Как это здорово — быть желанным, взволнованным, восхищённым и…
…и также каким-то ещё.
Психический прилив обратился вспять, мысли человеческого надразума снова омыли Хизер, захлестнули и затопили её. Это было совершенно новое ощущение для надразума, нечто, чего он никогда раньше не испытывал. Однако Хизер, как большинству трёхмерных отростков, приходилось иметь дело с этим феноменом. И она снова начала упорядочивать мысли надразума, помогать их оформить и интерпретировать.
А потом…
А потом — волны новых ощущений, гиганские, грохочущие, чудесные волны…
Сметающие всё…
Весь человеческий надразум резонировал на одной ноте, кристально чистой — трансформация, трансцеденция…
Хизер закрыла глаза, как можно плотнее зажмурила их, и конструкт сформировался вокруг неё как раз вовремя, прежде чем цунами этих сияющих новых ощущений захлестнуло её полностью.

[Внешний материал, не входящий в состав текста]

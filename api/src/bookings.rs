//! Venue booking endpoints.

use reqwest::Method;
use serde::{Deserialize, Serialize};
use venuebook_bookings::{BookingDate, RawBooking};

use crate::client::ApiClient;
use crate::error::ApiError;
use crate::types::AckResponse;

/// Venue metadata attached to a venue-bookings query.
#[derive(Clone, Debug, Default, PartialEq, Eq, Serialize, Deserialize)]
#[serde(rename_all = "camelCase")]
pub struct VenueSummary {
    /// Display name of the queried venue
    #[serde(default)]
    pub venue_name: String,
}

/// `{ success, bookings, venueSummary }` envelope of the per-venue query.
///
/// Every field is defaulted: a `success=false` or partially-shaped payload
/// deserializes to an empty booking list instead of failing, which is how
/// the availability dashboard consumes it.
#[derive(Clone, Debug, Default, PartialEq, Serialize, Deserialize)]
#[serde(rename_all = "camelCase")]
pub struct VenueBookingsResponse {
    /// Whether the query succeeded
    #[serde(default)]
    pub success: bool,
    /// Raw booking records, empty on failure
    #[serde(default)]
    pub bookings: Vec<RawBooking>,
    /// Venue metadata, when the backend includes it
    #[serde(default)]
    pub venue_summary: Option<VenueSummary>,
}

/// `{ success, bookings }` envelope of the other booking listings.
#[derive(Clone, Debug, Default, PartialEq, Serialize, Deserialize)]
pub struct BookingsResponse {
    /// Whether the query succeeded
    #[serde(default)]
    pub success: bool,
    /// Raw booking records, empty on failure
    #[serde(default)]
    pub bookings: Vec<RawBooking>,
}

/// `{ success, booking }` single-booking envelope.
#[derive(Clone, Debug, Default, PartialEq, Serialize, Deserialize)]
pub struct BookingResponse {
    /// Whether the query succeeded
    #[serde(default)]
    pub success: bool,
    /// The booking, when found
    #[serde(default)]
    pub booking: Option<RawBooking>,
}

/// Payload for creating a venue booking.
#[derive(Clone, Debug, Default, PartialEq, Serialize, Deserialize)]
#[serde(rename_all = "camelCase")]
pub struct NewBooking {
    /// Venue to reserve
    pub venue_id: String,
    /// Event the booking belongs to, when created from the wizard
    #[serde(skip_serializing_if = "Option::is_none")]
    pub event_id: Option<String>,
    /// Dates to reserve
    pub booking_dates: Vec<BookingDate>,
    /// What the venue is booked for
    #[serde(skip_serializing_if = "Option::is_none")]
    pub booking_reason: Option<String>,
    /// Free-text special request
    #[serde(skip_serializing_if = "Option::is_none")]
    pub other_reason: Option<String>,
    /// Quoted amount for the booking
    #[serde(skip_serializing_if = "Option::is_none")]
    pub amount_to_be_paid: Option<f64>,
}

/// Payload for recording a payment against a booking.
#[derive(Clone, Debug, PartialEq, Serialize, Deserialize)]
#[serde(rename_all = "camelCase")]
pub struct PaymentRequest {
    /// Amount paid
    pub amount: f64,
    /// How it was paid (card, transfer, ...)
    #[serde(skip_serializing_if = "Option::is_none")]
    pub payment_method: Option<String>,
    /// External payment reference
    #[serde(skip_serializing_if = "Option::is_none")]
    pub reference: Option<String>,
}

impl ApiClient {
    /// List every booking
    ///
    /// # Errors
    ///
    /// Returns [`ApiError`] for transport, auth or backend failures.
    pub async fn all_bookings(&self) -> Result<BookingsResponse, ApiError> {
        self.get("/venue-bookings").await
    }

    /// Fetch one booking by id
    ///
    /// # Errors
    ///
    /// Returns [`ApiError`] for transport, auth or backend failures.
    pub async fn booking(&self, booking_id: &str) -> Result<BookingResponse, ApiError> {
        self.get(&format!("/venue-bookings/{booking_id}")).await
    }

    /// Bookings across every venue a manager runs
    ///
    /// # Errors
    ///
    /// Returns [`ApiError`] for transport, auth or backend failures.
    pub async fn bookings_by_manager(&self, manager_id: &str) -> Result<BookingsResponse, ApiError> {
        self.get(&format!("/venue-bookings/manager/{manager_id}")).await
    }

    /// Bookings made by an organization
    ///
    /// # Errors
    ///
    /// Returns [`ApiError`] for transport, auth or backend failures.
    pub async fn bookings_by_organization(
        &self,
        org_id: &str,
    ) -> Result<BookingsResponse, ApiError> {
        self.get(&format!("/venue-bookings/organization/{org_id}")).await
    }

    /// Bookings of one venue, with the venue's summary
    ///
    /// This feeds the availability dashboard: the caller expands the raw
    /// records into per-date entries and derives its calendar from them.
    ///
    /// # Errors
    ///
    /// Returns [`ApiError`] for transport, auth or backend failures.
    pub async fn venue_bookings(&self, venue_id: &str) -> Result<VenueBookingsResponse, ApiError> {
        self.get(&format!("/venue-bookings/venue/{venue_id}/bookings")).await
    }

    /// Bookings attached to an event
    ///
    /// # Errors
    ///
    /// Returns [`ApiError`] for transport, auth or backend failures.
    pub async fn bookings_by_event(&self, event_id: &str) -> Result<BookingsResponse, ApiError> {
        self.get(&format!("/venue-bookings/event/{event_id}")).await
    }

    /// Event bookings still awaiting approval
    ///
    /// # Errors
    ///
    /// Returns [`ApiError`] for transport, auth or backend failures.
    pub async fn pending_event_bookings(&self) -> Result<BookingsResponse, ApiError> {
        self.get("/event-bookings/status/pending").await
    }

    /// Create a venue booking
    ///
    /// # Errors
    ///
    /// Returns [`ApiError`] for transport, auth or backend failures.
    pub async fn create_booking(&self, booking: &NewBooking) -> Result<BookingResponse, ApiError> {
        self.send_json(Method::POST, "/venue-bookings", booking).await
    }

    /// Record a payment against a booking
    ///
    /// # Errors
    ///
    /// Returns [`ApiError`] for transport, auth or backend failures.
    pub async fn pay_booking(
        &self,
        booking_id: &str,
        payment: &PaymentRequest,
    ) -> Result<AckResponse, ApiError> {
        self.send_json(
            Method::POST,
            &format!("/venue-bookings/{booking_id}/payments"),
            payment,
        )
        .await
    }
}

#[cfg(test)]
mod tests {
    use super::*;
    use venuebook_bookings::BookingStatus;

    #[test]
    fn venue_bookings_envelope_parses_live_shape() {
        let json = r#"{
            "success": true,
            "bookings": [{
                "bookingId": "B1",
                "bookingDates": [{"date": "2025-03-01"}, {"date": "2025-03-15"}],
                "bookingStatus": "PENDING",
                "amountToBePaid": 500,
                "createdBy": "Alice Smith",
                "bookingReason": "Wedding"
            }],
            "venueSummary": {"venueName": "Main Hall"}
        }"#;

        let response: VenueBookingsResponse = serde_json::from_str(json).expect("valid json");
        assert!(response.success);
        assert_eq!(response.bookings.len(), 1);
        assert_eq!(response.bookings[0].booking_status, BookingStatus::Pending);
        assert_eq!(
            response.venue_summary.map(|v| v.venue_name),
            Some("Main Hall".to_owned())
        );
    }

    #[test]
    fn malformed_envelope_degrades_to_empty() {
        let response: VenueBookingsResponse =
            serde_json::from_str(r#"{"success": false}"#).expect("valid json");
        assert!(!response.success);
        assert!(response.bookings.is_empty());
        assert_eq!(response.venue_summary, None);
    }

    #[test]
    fn new_booking_skips_absent_fields() {
        let booking = NewBooking {
            venue_id: "v1".to_owned(),
            booking_dates: vec![],
            ..NewBooking::default()
        };
        let json = serde_json::to_string(&booking).expect("serializable");
        assert_eq!(json, r#"{"venueId":"v1","bookingDates":[]}"#);
    }
}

Фогерти выключил планшет и опустил его в карман своего неприметного пиджака. Он издал пластмассовый звук, стукнувшись о лежавший там же армейский станнер.
Прошло тридцать минут с тех пор, как последний раз кто-то проходил по коридору; здание было настолько пусто, насколько вообще можно было надеяться. Когда Могилл вошёл в здание, Фогерти проследил за ним; он заметил, что Могилл пошёл к себе в кабинет, а не в лабораторию.
Фогерти поднялся и взял станнер в мясистую ладонь. Всё, что ему нужно сделать — коснуться тела Могилла; разряда станнера будет достаточно, чтобы у него остановилось сердце. С его медицинской историей никто не заподозрит нечестной игры. А если и заподозрит, что с того? Никто не свяжет его смерть с Фогерти (да и с Наликом тоже); разряд станнера не отследить. И, разумеется, Фогерти покрыл руки пластикожей, имитирующей отпечатки пальцев Могилла; это позволит не только обдурить замок на двери, но и не оставить нигде своих отпечатков.